Nintendo Switch Reviews

Death Squared Review: Companion Cubes Finally Get Their Own Game

The aesthetic of Death Squared is certainly going to feel familiar to pretty much any gamer. The entire game is a series of tests, presented with a certain scientific detachment reminiscent of the Portal series. In it you control AI cubes tasked with completing puzzles. While seemingly innocent at the outset, missteps will often cause death for the simple robots. Death Squared, it turns out, is the type of clever puzzle game that teaches you as much from failure as it does from success.

As the title might tell you, Death Squared will cause you to die…a lot. Over the course of the main story’s 80 levels I racked up close to 700 deaths between the two little robots combined – yep the game keeps a running tally. This is not a bad thing, in fact death, or avoiding death, is almost always the main puzzle component. Often the goals your robots need to reach is easy to get to; the trick comes to getting there without getting lasered, spiked, crushed or falling to your death. Like other death-based games, it also loads near instantly, meaning you rarely get aggravated.

The hook of Death Squared, however, is that the entire experience is based on two robots controlled separately. Tackling it by yourself means that your brain is playing double-duty by controlling a robot with each analog stick. Play it with a co-op partner for some reprieve on your mind but perhaps a strain on your relationship, due to most of the mess-ups causing death for the other player, not yourself. I played the entirety of the game in co-op, which seems like the best way to play, and found it thoroughly enjoyable from beginning to end, with new mechanics being introduced at good intervals to keep things fresh. It should be noted that Death Squared only features local co-op; no online play, though that should be expected for this type of game.

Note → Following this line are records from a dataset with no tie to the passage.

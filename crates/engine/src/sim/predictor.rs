use tracing::trace;

use crate::config::MovementConfig;

use super::geom::{Facing, Rect, Vec2};
use super::world::WorldStore;

const CONTACT_SEARCH_STEPS: usize = 12;

/// One polled snapshot of the four directional keys.
#[derive(Debug, Clone, Copy, Default, PartialEq, Eq)]
pub struct DirectionKeys {
    pub up: bool,
    pub down: bool,
    pub left: bool,
    pub right: bool,
}

impl DirectionKeys {
    pub fn any(&self) -> bool {
        self.up || self.down || self.left || self.right
    }

    fn axis(&self) -> Vec2 {
        let x = f32::from(u8::from(self.right)) - f32::from(u8::from(self.left));
        let y = f32::from(u8::from(self.down)) - f32::from(u8::from(self.up));
        Vec2::new(x, y)
    }
}

#[derive(Debug, Clone, Copy, PartialEq)]
pub struct MoveOutcome {
    pub position: Vec2,
    pub facing: Facing,
    pub moved: bool,
}

#[derive(Debug, Clone)]
pub struct MovementPredictor {
    config: MovementConfig,
}

impl MovementPredictor {
    pub fn new(config: MovementConfig) -> Self {
        Self { config }
    }

    /// Advances the local player one frame and writes the accepted position
    /// back into the store.
    ///
    /// `harvest_focus` is the node being harvested, if any: movement is locked
    /// and the player turns toward it.
    pub fn advance(
        &self,
        store: &mut WorldStore,
        keys: DirectionKeys,
        harvest_focus: Option<Vec2>,
        dt_seconds: f32,
    ) -> MoveOutcome {
        let local = store.local_player();
        let origin = local.position;
        let mut facing = local.facing;

        if let Some(focus) = harvest_focus {
            if let Some(turned) = Facing::from_delta(focus - origin) {
                facing = turned;
            }
            store.set_local_position(origin, facing);
            return MoveOutcome {
                position: origin,
                facing,
                moved: false,
            };
        }

        let speed = self.config.base_speed * local.speed_multiplier();
        let max_step = (speed * dt_seconds.max(0.0)).max(0.0);

        let step = if keys.any() {
            store.set_click_target(None);
            keys.axis().normalized().map(|direction| direction * max_step)
        } else if let Some(target) = store.click_target() {
            let to_target = target - origin;
            let remaining = to_target.length();
            if remaining <= self.config.arrival_threshold {
                store.set_click_target(None);
                None
            } else {
                let travel = max_step.min(remaining);
                if remaining - travel <= self.config.arrival_threshold {
                    store.set_click_target(None);
                }
                to_target.normalized().map(|direction| direction * travel)
            }
        } else {
            None
        };

        let Some(step) = step else {
            return MoveOutcome {
                position: origin,
                facing,
                moved: false,
            };
        };
        if let Some(turned) = Facing::from_delta(step) {
            facing = turned;
        }

        let accepted = self.resolve_collision(store, origin, step);
        let moved = accepted.distance(origin) > self.config.min_move_distance;
        let position = if moved { accepted } else { origin };
        if !moved {
            trace!(x = origin.x, y = origin.y, "local_move_blocked");
        }
        store.set_local_position(position, facing);
        MoveOutcome {
            position,
            facing,
            moved,
        }
    }

    /// Full step first, then each axis alone so the player slides along
    /// walls, then as far along the step as the body fits.
    fn resolve_collision(&self, store: &WorldStore, origin: Vec2, step: Vec2) -> Vec2 {
        let fits = |candidate: Vec2| !store.is_blocked(&self.body_at(candidate));
        let full = origin + step;
        if fits(full) {
            return full;
        }
        let slides = [
            Vec2::new(origin.x + step.x, origin.y),
            Vec2::new(origin.x, origin.y + step.y),
        ];
        if let Some(slide) = slides
            .into_iter()
            .filter(|slide| *slide != origin && *slide != full)
            .find(|slide| fits(*slide))
        {
            return slide;
        }

        let (mut free, mut blocked) = (0.0_f32, 1.0_f32);
        for _ in 0..CONTACT_SEARCH_STEPS {
            let mid = (free + blocked) * 0.5;
            if fits(origin + step * mid) {
                free = mid;
            } else {
                blocked = mid;
            }
        }
        origin + step * free
    }

    fn body_at(&self, position: Vec2) -> Rect {
        let half = self.config.player_half_size;
        Rect::centered(position, half, half)
    }
}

Just having 80 levels to play through would be enough for a lot of games but Death Squared also throws in a cute story to accompany the story mode, featuring David and his AI assistant IRIS. Together they are operating the tests for these robots, commenting on the various actions and deaths of the players while also providing often-amusing interludes between levels. There is also an undercurrent of the probably-evil Omnicorp, who sends out office e-mails about mandatory weekend gathers and employees being tasered for stealing lunches. None of the “story” really goes anywhere per se but it adds spice to what otherwise could have been a bland puzzle game.

If controlling two robots just isn’t good enough for you there is also a four-robot Party Mode to contend with. Play with up to four players in this mode, each controlling their own robot. If you feel like getting especially crazy you can try to tackle this mode by yourself, controlling the four robots between the two analog sticks and triggers. Like the Story Mode, Party Mode is best tackled with at least one friend and provides a good change up from the story mode.

The controls of Death Squared are, by design, incredibly simplistic. Buttons literally do nothing; everything is controlled with the analog sticks. While everything in the environment looks like it’s set on a grid, the robots have completely fluid movement in moving around the environment and gravity is in full effect. In general, the game’s movement feels really good although sometimes the precision works against you when you push a block just a little bit too far or just barely fall off a ledge. In contrast, there were also a handful of times where I felt like I used the precision and gravity to solve puzzles in ways that felt like they may not have been entirely intended.

Death Squared is a fun puzzle game that can technically be played in single player but is truly meant to be played in co-op. From start to finish you will be tested in a variety of areas, knowing that a single mess up with usually result in your friend being killed, forcing everyone to restart. There is plenty of game to play here as well, with 80 two-robot levels and 40 four-robot levels plus Vault Mode, which features levels deemed too difficult for the main game. The amount of content and quality is well worth the $15 with the caveat that you have someone to play with. If you do, this is a game definitely worth checking out.

SCORE: 9.0 out of 10

A review copy of Death Squared was provided to Pixel Related for review.